Perryville Grist Mill Same As It Ever Was

By ROSE MARQUES/ecoRI News contributor

SOUTH KINGSTOWN, R.I. — Green businesses sound like a trendy new concept … until you visit the Carpenter’s Grist Mill, living about as lightly on the land today as it did when it was built in 1703.

Nestled in the village of Perryville, the mill continues to use the ancient Mexican technology of grinding corn between two stone wheels — one below stationary and one above turning — as the local stream flows through the historic building. As the current owners Bob and Diane Smith will tell you, they are just borrowing the water for a little while before they send it clean and unaltered out to the ocean. In the process, a special Rhode Island corn kernel is slowly ground into a fine white powder, and that flour is fried up on site as jonnycakes, a local tradition and delicacy.

The original owners, the Perry family, situated their new grist mill — complete with water wheel — on the edge of what is known today as Perry’s Mill Pond. The family’s goal in setting up shop was to offer local farmers a place to grind their corn for their families and for market. To accommodate the mill’s purpose and operation, the pond was actually hand dug in 1703. However, this water power eventually wasn’t enough to be as productive as necessary. So, in 1825, the owners at that time (the Watsons) moved the mill 500 feet to its present location, 364 Moonstone Beach Road, and dug a sluiceway that drops a total of 2 feet and allows the water to gather speed and power from the pond to the mill. Somewhere between 1850 and 1860, the newest technology — a turbine — took the place of the water wheel.

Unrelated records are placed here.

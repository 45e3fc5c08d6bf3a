mod cli;
mod error;
mod pipeline;
mod processor;
mod run_context;
mod video;
mod web;

use anyhow::Result;
use cli::{Args, Command};
use tracing_subscriber::EnvFilter;
use web::server::run_server;

#[tokio::main]
async fn main() -> Result<()> {
    // Load environment variables from .env if present
    dotenvy::dotenv().ok();

    // Initialize tracing
    tracing_subscriber::fmt()
        .with_env_filter(
            EnvFilter::try_from_default_env().unwrap_or_else(|_| EnvFilter::new("info")),
        )
        .init();

    let args = Args::parse_args();

    match args.command {
        Command::Serve(serve) => run_server(serve).await?,
        Command::Process(process) => {
            processor::process_video(process).await?;
        }
    }

    Ok(())
}
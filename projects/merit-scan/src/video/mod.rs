pub mod ffmpeg_cli;
#[cfg(feature = "ffmpeg")]
pub mod ffmpeg_reader;
pub mod synthetic;

use crate::error::{PipelineError, PipelineResult};
use base64::Engine;
use image::codecs::jpeg::JpegEncoder;
use image::RgbImage;
use std::path::Path;

/// JPEG quality used for captured stills
pub const CAPTURE_QUALITY: u8 = 80;

/// Container-level facts known once a source has been opened.
#[derive(Debug, Clone, Copy, PartialEq)]
pub struct StreamInfo {
    pub duration_seconds: f64,
    pub width: u32,
    pub height: u32,
    /// `None` when the container does not report a usable rate
    pub frame_rate: Option<f64>,
}

/// A decodable video positioned somewhere on its timeline.
///
/// `advance` moves playback forward by one decoded frame and returns its
/// presentation time; `capture` renders the frame at the current position.
/// Sources are driven from a single blocking thread at a time.
pub trait VideoSource: Send {
    fn info(&self) -> &StreamInfo;

    /// Repositions playback so the next `advance` lands at or after `seconds`.
    fn seek(&mut self, seconds: f64) -> PipelineResult<()>;

    /// `Ok(None)` marks the natural end of the stream.
    fn advance(&mut self) -> PipelineResult<Option<f64>>;

    fn capture(&mut self) -> PipelineResult<RgbImage>;
}

#[derive(clap::ValueEnum, Clone, Copy, Debug, Default, PartialEq, Eq)]
pub enum Backend {
    /// Spawn the `ffmpeg`/`ffprobe` executables
    #[default]
    FfmpegCli,
    /// Link libav through ffmpeg-next (requires the `ffmpeg` feature)
    Ffmpeg,
}

pub fn open_source(path: &Path, backend: Backend) -> PipelineResult<Box<dyn VideoSource>> {
    match backend {
        Backend::FfmpegCli => Ok(Box::new(ffmpeg_cli::FfmpegCliSource::open(path)?)),
        #[cfg(feature = "ffmpeg")]
        Backend::Ffmpeg => Ok(Box::new(ffmpeg_reader::FfmpegReader::open(path)?)),
        #[cfg(not(feature = "ffmpeg"))]
        Backend::Ffmpeg => Err(PipelineError::Configuration(
            "the ffmpeg backend was not compiled in, rebuild with --features ffmpeg".to_string(),
        )),
    }
}

/// Encodes an RGB frame as a self-contained `data:image/jpeg;base64,...` URL.
pub fn encode_data_url(image: &RgbImage) -> PipelineResult<String> {
    let mut jpeg = Vec::new();
    JpegEncoder::new_with_quality(&mut jpeg, CAPTURE_QUALITY)
        .encode_image(image)
        .map_err(|e| PipelineError::MediaDecode(format!("JPEG encoding failed: {}", e)))?;

    let encoded = base64::engine::general_purpose::STANDARD.encode(&jpeg);
    Ok(format!("data:image/jpeg;base64,{}", encoded))
}

/// Splits a data URL into its MIME type and base64 payload.
pub fn split_data_url(url: &str) -> Option<(&str, &str)> {
    let rest = url.strip_prefix("data:")?;
    let (header, payload) = rest.split_once(',')?;
    let mime = header.strip_suffix(";base64")?;
    Some((mime, payload))
}

#[cfg(test)]
mod tests {
    use super::*;

    #[test]
    fn test_data_url_is_jpeg() {
        let image = RgbImage::from_pixel(16, 8, image::Rgb([10, 200, 30]));
        let url = encode_data_url(&image).unwrap();

        let (mime, payload) = split_data_url(&url).unwrap();
        assert_eq!(mime, "image/jpeg");
        let bytes = base64::engine::general_purpose::STANDARD
            .decode(payload)
            .unwrap();
        // SOI marker
        assert_eq!(&bytes[..2], &[0xFF, 0xD8]);
    }

    #[test]
    fn test_split_rejects_plain_urls() {
        assert!(split_data_url("https://example.com/frame.jpg").is_none());
        assert!(split_data_url("data:image/png,raw").is_none());
    }
}
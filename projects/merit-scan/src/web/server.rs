use crate::cli::ServeArgs;
use crate::pipeline::orchestrator::ProcessingCoordinator;
use crate::web::api::{
    cancel_run, clear_run, export_run, get_status, get_videos, pause_run, resume_run, start_run,
    status_stream, AppState,
};
use anyhow::{Context, Result};
use axum::{
    routing::{get, post},
    Router,
};
use std::net::{SocketAddr, TcpListener};
use std::sync::Arc;
use tower_http::trace::TraceLayer;
use tracing::{info, warn};

pub fn router(state: AppState) -> Router {
    Router::new()
        .route("/api/videos", get(get_videos))
        .route("/api/status", get(get_status))
        .route("/api/status/stream", get(status_stream))
        .route("/api/runs", post(start_run))
        .route("/api/runs/pause", post(pause_run))
        .route("/api/runs/resume", post(resume_run))
        .route("/api/runs/cancel", post(cancel_run))
        .route("/api/runs/clear", post(clear_run))
        .route("/api/runs/export", post(export_run))
        .layer(TraceLayer::new_for_http())
        .with_state(state)
}

pub async fn run_server(args: ServeArgs) -> Result<()> {
    let coordinator = ProcessingCoordinator::new(&args.pipeline.config())
        .context("Invalid pipeline configuration")?;

    let mut current_port = args.port;
    let listener = loop {
        let addr = SocketAddr::new(args.host, current_port);
        match TcpListener::bind(addr) {
            Ok(listener) => {
                // Tokio requires a non-blocking socket
                listener.set_nonblocking(true)?;
                info!("Successfully bound to {}", addr);
                break listener;
            }
            Err(e) => {
                warn!("Failed to bind to {}: {}. Trying next port...", addr, e);
                current_port = current_port
                    .checked_add(1)
                    .ok_or_else(|| anyhow::anyhow!("No available ports found"))?;
            }
        }
    };

    let state = AppState {
        coordinator,
        args: Arc::new(args),
    };
    let app = router(state);

    let tokio_listener = tokio::net::TcpListener::from_std(listener)?;
    info!(
        "M.E.R.I.T. scan server started on http://{:?}",
        tokio_listener.local_addr()?
    );

    axum::serve(tokio_listener, app).await?;

    Ok(())
}

#[cfg(test)]
mod tests {
    use super::*;
    use crate::cli::PipelineArgs;
    use crate::pipeline::types::RunState;
    use crate::video::Backend;
    use std::time::Duration;

    fn serve_args(root: &std::path::Path) -> ServeArgs {
        ServeArgs {
            host: "127.0.0.1".parse().unwrap(),
            port: 0,
            video_root: root.to_path_buf(),
            output_root: root.join("out"),
            pipeline: PipelineArgs {
                sample_rate: 1.0,
                batch_size: None,
                classifier: crate::pipeline::config::ClassifierKind::Mock,
                api_key: None,
                endpoint: crate::pipeline::remote::DEFAULT_ENDPOINT.to_string(),
                backend: Backend::FfmpegCli,
            },
        }
    }

    async fn spawn_app(root: &std::path::Path) -> String {
        let args = serve_args(root);
        let coordinator = ProcessingCoordinator::new(&args.pipeline.config()).unwrap();
        let app = router(AppState {
            coordinator,
            args: Arc::new(args),
        });
        let listener = tokio::net::TcpListener::bind("127.0.0.1:0").await.unwrap();
        let addr = listener.local_addr().unwrap();
        tokio::spawn(async move {
            axum::serve(listener, app).await.unwrap();
        });
        format!("http://{}", addr)
    }

    #[tokio::test]
    async fn test_run_lifecycle_over_http() {
        let dir = tempfile::tempdir().unwrap();
        std::fs::write(dir.path().join("flight.mp4"), b"").unwrap();
        let base = spawn_app(dir.path()).await;
        let client = reqwest::Client::new();

        let videos: serde_json::Value = client
            .get(format!("{}/api/videos", base))
            .send()
            .await
            .unwrap()
            .json()
            .await
            .unwrap();
        assert_eq!(videos[0]["name"], "flight.mp4");

        let idle: serde_json::Value = client
            .get(format!("{}/api/status", base))
            .send()
            .await
            .unwrap()
            .json()
            .await
            .unwrap();
        assert_eq!(idle["state"], "idle");

        let started = client
            .post(format!("{}/api/runs", base))
            .json(&serde_json::json!({ "synthetic": true }))
            .send()
            .await
            .unwrap();
        assert_eq!(started.status(), reqwest::StatusCode::OK);

        let again = client
            .post(format!("{}/api/runs", base))
            .json(&serde_json::json!({ "synthetic": true }))
            .send()
            .await
            .unwrap();
        assert_eq!(again.status(), reqwest::StatusCode::CONFLICT);

        let resume = client
            .post(format!("{}/api/runs/resume", base))
            .send()
            .await
            .unwrap();
        assert_eq!(resume.status(), reqwest::StatusCode::CONFLICT);

        let cancelled: StatusSnapshotView = client
            .post(format!("{}/api/runs/cancel", base))
            .send()
            .await
            .unwrap()
            .json()
            .await
            .unwrap();
        assert_eq!(cancelled.state, RunState::Cancelled);
        assert!(!cancelled.status.is_processing);

        let cleared: serde_json::Value = client
            .post(format!("{}/api/runs/clear", base))
            .send()
            .await
            .unwrap()
            .json()
            .await
            .unwrap();
        assert_eq!(cleared["state"], "idle");
        assert!(cleared["metadata"].is_null());
    }

    #[tokio::test]
    async fn test_status_stream_emits_events() {
        let dir = tempfile::tempdir().unwrap();
        let base = spawn_app(dir.path()).await;

        let mut response = reqwest::get(format!("{}/api/status/stream", base))
            .await
            .unwrap();
        assert_eq!(
            response.headers()["content-type"],
            "text/event-stream"
        );

        let chunk = tokio::time::timeout(Duration::from_secs(5), response.chunk())
            .await
            .unwrap()
            .unwrap()
            .unwrap();
        let text = String::from_utf8_lossy(&chunk);
        assert!(text.contains("event: status"));
        assert!(text.contains("\"state\":\"idle\""));
    }

    #[tokio::test]
    async fn test_unknown_video_is_not_found() {
        let dir = tempfile::tempdir().unwrap();
        let base = spawn_app(dir.path()).await;

        let response = reqwest::Client::new()
            .post(format!("{}/api/runs", base))
            .json(&serde_json::json!({ "video_path": "nowhere.mp4" }))
            .send()
            .await
            .unwrap();
        assert_eq!(response.status(), reqwest::StatusCode::NOT_FOUND);

        let export = reqwest::Client::new()
            .post(format!("{}/api/runs/export", base))
            .send()
            .await
            .unwrap();
        assert_eq!(export.status(), reqwest::StatusCode::CONFLICT);
    }

    /// Just the parts of a snapshot the tests look at.
    #[derive(serde::Deserialize)]
    #[serde(rename_all = "camelCase")]
    struct StatusSnapshotView {
        state: RunState,
        status: crate::pipeline::types::ProcessingStatus,
    }
}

Then as now, the long grinding process begins at the pond, where a small gate is lifted to allow water to flow down the sluiceway toward the mill. As it approaches, the dirtiest water is diverted. Thereafter, twigs and other debris are trapped by a set of two grates, or hand-raked from the surface. The water then drops 12 feet into the “pit” to turn the turbine beneath the building. Inside the mill above, the corn slides slowly from the historic hopper to the grinding stones — at least one of which is believed to be original — that turn and churn to grind it to a fine, white flour. Slowly, the flour spurts and slides into a waiting bucket. It takes about two hours to grind 100 pounds of corn.

The corn itself is one of the unique aspects of the mill, for Rhode Island whitecap flint corn is still ground here for the state’s famous jonnycakes. Growing the corn is as much a labor of love as running the historic mill. The flint corn is no longer readily grown; the yield per stalk is so low it isn’t economical for most farmers. But, for this grist mill, local farmer Stuart Sherman devotes a portion of his Matunuck fields to the crop, incorporating it within his crop rotation each year. Thus, the special corn continues to grow in Rhode Island soil, much as the Native Americans were growing it when Roger Williams arrived in 1636.

While the mill does its job of grinding the corn, the owners and volunteers package the resulting flour called Carpenter’s Rhode Island Jonnycake Meal for purchase, $5 for a 16-ounce bag. But the mill also produces two other products: Carpenter’s Rhode Island Yellow Corn Meal and Carpenter’s Rhode Island Clam Cake and Fritter Mix. All are gluten free and made with no grinding stone contamination. The products are sold in specialty stores and at various locations in southern Rhode Island, but mostly via mail order. Bob Smith estimated that between 75 percent and 80 percent of the business is mail order — from people as far away as Alaska.

The mill, which has been on the National Register of Historic Places since 1990, has been in continuous operation since it was built. The Smiths have owned the 3.5 acres for about 25 years and will soon deed the property to the South Kingstown Land Trust. The couple will continue to lease — for perhaps $1 a year — and operate the mill. The Smiths plan to establish a fund to help run the mill under the land trust, while trust officials hope to someday have walking trails to connect its lands — 1.5 miles north — to the mill.

Presently, the Smiths train enthusiastic volunteers to run the mill in the future, ensuring the continuing life and history of the mill.

The Smiths grind corn every few weeks and welcome the public to visit on those Sundays. Call ahead (401-783-5483) to learn when the mill will be operating. The meal is sold on site, and, during grinding, Diane Smith and other volunteer chefs cook up perfect jonnycake samples – “crunchy on the outside, soft on the inside.”

Every time … just like it’s always been.